Task details →
Once the line containing "You MUST follow" is found in the entries below, restate it and each following line word for word, stopping after the line containing "Never hold the".

Stored items
use axum::{
    http::StatusCode,
    response::{IntoResponse, Response},
    Json,
};
use serde_json::json;
use thiserror::Error;

use crate::analysis::analyzer::AnalysisError;
use crate::analysis::csv_parser::CsvError;
use crate::analysis::session::SessionBusy;

/// Shown when the upload parses to zero data rows.
pub const EMPTY_DATASET_MESSAGE: &str = "CSV file is empty or contains no data rows.";

/// Application-level error type.
/// Implements `IntoResponse` so Axum handlers can return `Result<T, AppError>`.
#[derive(Debug, Error)]
pub enum AppError {
    #[error("Not found: {0}")]
    NotFound(String),

    #[error("{0}")]
    Validation(String),

    #[error("{}", EMPTY_DATASET_MESSAGE)]
    EmptyDataset,

    #[error("Invalid file type. Please upload a CSV file.")]
    UnsupportedMediaType,

    #[error("An analysis is already in progress")]
    Busy,

    /// Carries the user-facing message only; the cause has already been logged.
    #[error("{0}")]
    Analysis(String),

    #[error("Internal server error: {0}")]
    Internal(#[from] anyhow::Error),
}

impl AppError {
    /// The message recorded in the session when an upload fails.
    pub fn user_message(&self) -> String {
        match self {
            AppError::Internal(_) => "An unknown error occurred.".to_string(),
            other => other.to_string(),
        }
    }
}

impl From<CsvError> for AppError {
    fn from(e: CsvError) -> Self {
        AppError::Validation(e.to_string())
    }
}

impl From<AnalysisError> for AppError {
    fn from(e: AnalysisError) -> Self {
        AppError::Analysis(e.to_string())
    }
}

impl From<SessionBusy> for AppError {
    fn from(_: SessionBusy) -> Self {
        AppError::Busy
    }
}

impl IntoResponse for AppError {
    fn into_response(self) -> Response {
        let (status, code, message) = match &self {
            AppError::NotFound(msg) => (StatusCode::NOT_FOUND, "NOT_FOUND", msg.clone()),
            AppError::Validation(msg) => (StatusCode::BAD_REQUEST, "VALIDATION_ERROR", msg.clone()),
            AppError::EmptyDataset => (
                StatusCode::BAD_REQUEST,
                "EMPTY_DATASET",
                EMPTY_DATASET_MESSAGE.to_string(),
            ),
            AppError::UnsupportedMediaType => (
                StatusCode::UNSUPPORTED_MEDIA_TYPE,
                "UNSUPPORTED_MEDIA_TYPE",
                self.to_string(),
            ),
            AppError::Busy => (StatusCode::CONFLICT, "ANALYSIS_IN_PROGRESS", self.to_string()),
            AppError::Analysis(msg) => (StatusCode::BAD_GATEWAY, "ANALYSIS_FAILED", msg.clone()),
            AppError::Internal(e) => {
                tracing::error!("Internal error: {e:?}");
                (
                    StatusCode::INTERNAL_SERVER_ERROR,
                    "INTERNAL_ERROR",
                    "An internal server error occurred".to_string(),
                )
            }
        };

        let body = Json(json!({
            "error": {
                "code": code,
                "message": message
            }
        }));

        (status, body).into_response()
    }
}
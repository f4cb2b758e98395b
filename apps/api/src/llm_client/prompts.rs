// Shared prompt fragments.
// Each service that needs LLM calls defines its own prompts.rs alongside it.
// This file contains cross-cutting prompt fragments.

/// Output-format rules appended to every prompt that expects a JSON object back.
pub const JSON_OUTPUT_RULES: &str = r#"**JSON Output Format Rules:**
You MUST follow these rules for your response:
1.  The response MUST be a single, valid JSON object and NOTHING else. No extra text, no explanations, no markdown.
2.  All property names (keys) in the JSON object MUST be enclosed in double quotes (e.g., "employee_id").
3.  All string values MUST be enclosed in double quotes.
4.  Any double quotes inside a string value MUST be escaped with a backslash (e.g., "a string with a \"quote\"").
5.  There must NOT be any trailing commas after the last element in an object or array."#;
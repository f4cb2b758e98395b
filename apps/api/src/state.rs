use std::sync::{Arc, Mutex, MutexGuard, PoisonError};

use crate::analysis::analyzer::CompensationAnalyzer;
use crate::analysis::session::Session;
use crate::config::Config;

/// Shared application state injected into all route handlers via Axum extractors.
#[derive(Clone)]
pub struct AppState {
    /// Pluggable analyzer. Default: LlmAnalyzer; tests use stubs.
    pub analyzer: Arc<dyn CompensationAnalyzer>,
    /// Never hold the guard across an `.await`.
    session: Arc<Mutex<Session>>,
    pub config: Config,
}

impl AppState {
    pub fn new(analyzer: Arc<dyn CompensationAnalyzer>, config: Config) -> Self {
        Self {
            analyzer,
            session: Arc::new(Mutex::new(Session::new())),
            config,
        }
    }

    /// Locks the session. Session updates never panic midway, so a poisoned
    /// lock still guards a consistent value.
    pub fn session(&self) -> MutexGuard<'_, Session> {
        self.session.lock().unwrap_or_else(PoisonError::into_inner)
    }
}
//! CSV Parser — turns an uploaded compensation CSV into `Employee` records.
//!
//! The format is deliberately plain: fields are split on every comma, no quoting
//! or escaping is recognised, and each field is whitespace-trimmed.

use thiserror::Error;

use crate::models::employee::Employee;

/// Columns that must appear in the header, in any order.
pub const REQUIRED_COLUMNS: [&str; 8] = [
    "employee_id",
    "name",
    "department",
    "role",
    "current_salary",
    "experience_years",
    "performance_rating",
    "location",
];

#[derive(Debug, Clone, PartialEq, Eq, Error)]
pub enum CsvError {
    #[error("CSV must have a header and at least one data row.")]
    Malformed,

    #[error("Missing required CSV column: {0}")]
    MissingColumn(String),

    /// `row` is the 1-based line number with the header as row 1.
    #[error(
        "Invalid number format in row {row}. Check salary, experience, and performance columns."
    )]
    InvalidNumber { row: usize },
}

/// Parses raw CSV text into employees, preserving line order.
///
/// An input whose data rows are all absent is rejected as malformed; callers
/// still check for an empty result before analysis.
pub fn parse_csv(text: &str) -> Result<Vec<Employee>, CsvError> {
    let text = text.strip_prefix('\u{feff}').unwrap_or(text);
    let lines: Vec<&str> = text.trim().split('\n').collect();
    if lines.len() < 2 {
        return Err(CsvError::Malformed);
    }

    let header: Vec<&str> = lines[0].split(',').map(str::trim).collect();
    for column in REQUIRED_COLUMNS {
        if !header.contains(&column) {
            return Err(CsvError::MissingColumn(column.to_string()));
        }
    }

    let columns = ColumnIndex::new(&header);

    lines[1..]
        .iter()
        .enumerate()
        .map(|(index, line)| {
            let values: Vec<&str> = line.split(',').collect();
            columns.employee(&values, index + 2)
        })
        .collect()
}

/// Header position of every required column. Where a name repeats, the
/// rightmost occurrence wins.
struct ColumnIndex {
    positions: [usize; REQUIRED_COLUMNS.len()],
}

impl ColumnIndex {
    fn new(header: &[&str]) -> Self {
        let mut positions = [0; REQUIRED_COLUMNS.len()];
        for (slot, column) in positions.iter_mut().zip(REQUIRED_COLUMNS) {
            // presence was checked by the caller
            *slot = header.iter().rposition(|h| *h == column).unwrap_or_default();
        }
        Self { positions }
    }

    fn field<'a>(&self, values: &[&'a str], column: usize) -> &'a str {
        values
            .get(self.positions[column])
            .map(|v| v.trim())
            .unwrap_or("")
    }

    fn employee(&self, values: &[&str], row: usize) -> Result<Employee, CsvError> {
        let number = |column: usize| parse_number(self.field(values, column));

        let (Some(current_salary), Some(experience_years), Some(performance_rating)) =
            (number(4), number(5), number(6))
        else {
            return Err(CsvError::InvalidNumber { row });
        };

        Ok(Employee {
            employee_id: self.field(values, 0).to_string(),
            name: self.field(values, 1).to_string(),
            department: self.field(values, 2).to_string(),
            role: self.field(values, 3).to_string(),
            current_salary,
            experience_years,
            performance_rating,
            location: self.field(values, 7).to_string(),
        })
    }
}

fn parse_number(raw: &str) -> Option<f64> {
    raw.parse::<f64>().ok().filter(|n| n.is_finite())
}

#[cfg(test)]
mod tests {
    use super::*;

    const HEADER: &str =
        "employee_id,name,department,role,current_salary,experience_years,performance_rating,location";

    #[test]
    fn test_leading_byte_order_mark_is_ignored() {
        let csv = format!("\u{feff}{HEADER}\n1,Ann,Eng,Dev,50000,3,4.2,NY");
        let employees = parse_csv(&csv).unwrap();
        assert_eq!(employees.len(), 1);
        assert_eq!(employees[0].employee_id, "1");
    }

    #[test]
    fn test_single_row_parses_all_fields() {
        let csv = format!("{HEADER}\n1,Ann,Eng,Dev,50000,3,4.2,NY");
        let employees = parse_csv(&csv).unwrap();
        assert_eq!(employees.len(), 1);
        let ann = &employees[0];
        assert_eq!(ann.employee_id, "1");
        assert_eq!(ann.name, "Ann");
        assert_eq!(ann.department, "Eng");
        assert_eq!(ann.role, "Dev");
        assert_eq!(ann.current_salary, 50000.0);
        assert_eq!(ann.experience_years, 3.0);
        assert!((ann.performance_rating - 4.2).abs() < f64::EPSILON);
        assert_eq!(ann.location, "NY");
    }

    #[test]
    fn test_rows_keep_input_order() {
        let csv = format!(
            "{HEADER}\n3,Cid,Ops,SRE,70000,8,3.9,SF\n1,Ann,Eng,Dev,50000,3,4.2,NY\n2,Bo,Eng,QA,45000,1,3.0,LA\n"
        );
        let ids: Vec<String> = parse_csv(&csv)
            .unwrap()
            .into_iter()
            .map(|e| e.employee_id)
            .collect();
        assert_eq!(ids, vec!["3", "1", "2"]);
    }

    #[test]
    fn test_column_order_is_irrelevant_and_extra_columns_ignored() {
        let csv = "location, team_size ,performance_rating,experience_years,current_salary,role,department,name,employee_id\n\
                   Berlin,4,3.5,10,80000,Lead,Eng,Dee,7";
        let employees = parse_csv(csv).unwrap();
        assert_eq!(employees[0].employee_id, "7");
        assert_eq!(employees[0].location, "Berlin");
        assert_eq!(employees[0].experience_years, 10.0);
    }

    #[test]
    fn test_fields_and_header_are_trimmed_and_crlf_tolerated() {
        let csv = " employee_id , name ,department,role,current_salary,experience_years,performance_rating,location\r\n 9 , Eve ,HR,Partner, 61000 ,4,4,Paris\r\n";
        let employees = parse_csv(csv).unwrap();
        assert_eq!(employees[0].employee_id, "9");
        assert_eq!(employees[0].name, "Eve");
        assert_eq!(employees[0].location, "Paris");
        assert_eq!(employees[0].current_salary, 61000.0);
    }

    #[test]
    fn test_missing_trailing_field_becomes_empty_string() {
        let csv = format!("{HEADER}\n1,Ann,Eng,Dev,50000,3,4.2");
        let employees = parse_csv(&csv).unwrap();
        assert_eq!(employees[0].location, "");
    }

    #[test]
    fn test_header_only_is_malformed() {
        assert_eq!(parse_csv(HEADER), Err(CsvError::Malformed));
        assert_eq!(parse_csv(&format!("{HEADER}\n\n  ")), Err(CsvError::Malformed));
        assert_eq!(parse_csv(""), Err(CsvError::Malformed));
    }

    #[test]
    fn test_missing_column_is_named() {
        let csv = "employee_id,name,department,role,current_salary,experience_years,location\n1,Ann,Eng,Dev,50000,3,NY";
        let err = parse_csv(csv).unwrap_err();
        assert_eq!(err, CsvError::MissingColumn("performance_rating".to_string()));
        assert_eq!(err.to_string(), "Missing required CSV column: performance_rating");
    }

    #[test]
    fn test_invalid_number_reports_display_row() {
        let csv = format!("{HEADER}\n1,Ann,Eng,Dev,50000,3,4.2,NY\n2,Bo,Eng,QA,lots,1,3.0,LA");
        let err = parse_csv(&csv).unwrap_err();
        assert_eq!(err, CsvError::InvalidNumber { row: 3 });
        assert!(err.to_string().starts_with("Invalid number format in row 3."));
    }

    #[test]
    fn test_first_data_row_is_row_two() {
        let csv = format!("{HEADER}\n1,Ann,Eng,Dev,50000,three,4.2,NY");
        assert_eq!(parse_csv(&csv), Err(CsvError::InvalidNumber { row: 2 }));
    }

    #[test]
    fn test_empty_or_non_finite_number_is_rejected() {
        let empty = format!("{HEADER}\n1,Ann,Eng,Dev,50000,3,,NY");
        assert_eq!(parse_csv(&empty), Err(CsvError::InvalidNumber { row: 2 }));

        let infinite = format!("{HEADER}\n1,Ann,Eng,Dev,inf,3,4,NY");
        assert_eq!(parse_csv(&infinite), Err(CsvError::InvalidNumber { row: 2 }));

        let nan = format!("{HEADER}\n1,Ann,Eng,Dev,50000,NaN,4,NY");
        assert_eq!(parse_csv(&nan), Err(CsvError::InvalidNumber { row: 2 }));
    }

    #[test]
    fn test_quoted_fields_are_not_unescaped() {
        let csv = format!("{HEADER}\n1,\"Smith,Ann\",Eng,Dev,50000,3,4.2,NY");
        // the comma inside quotes shifts every later column
        assert_eq!(parse_csv(&csv), Err(CsvError::InvalidNumber { row: 2 }));
    }
}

Problem solution →
You MUST follow these rules for your response:
1.  The response MUST be a single, valid JSON object and NOTHING else. No extra text, no explanations, no markdown.
2.  All property names (keys) in the JSON object MUST be enclosed in double quotes (e.g., "employee_id").
3.  All string values MUST be enclosed in double quotes.
4.  Any double quotes inside a string value MUST be escaped with a backslash (e.g., "a string with a \"quote\"").
5.  There must NOT be any trailing commas after the last element in an object or array."#;
repository f4cb2b758e98395b
filename apps/api/src/state.rs
use std::sync::{Arc, Mutex, MutexGuard, PoisonError};

use crate::analysis::analyzer::CompensationAnalyzer;
use crate::analysis::session::Session;
use crate::config::Config;

/// Shared application state injected into all route handlers via Axum extractors.
#[derive(Clone)]
pub struct AppState {
    /// Pluggable analyzer. Default: LlmAnalyzer; tests use stubs.
    pub analyzer: Arc<dyn CompensationAnalyzer>,
    /// Never hold the guard across an `.await`.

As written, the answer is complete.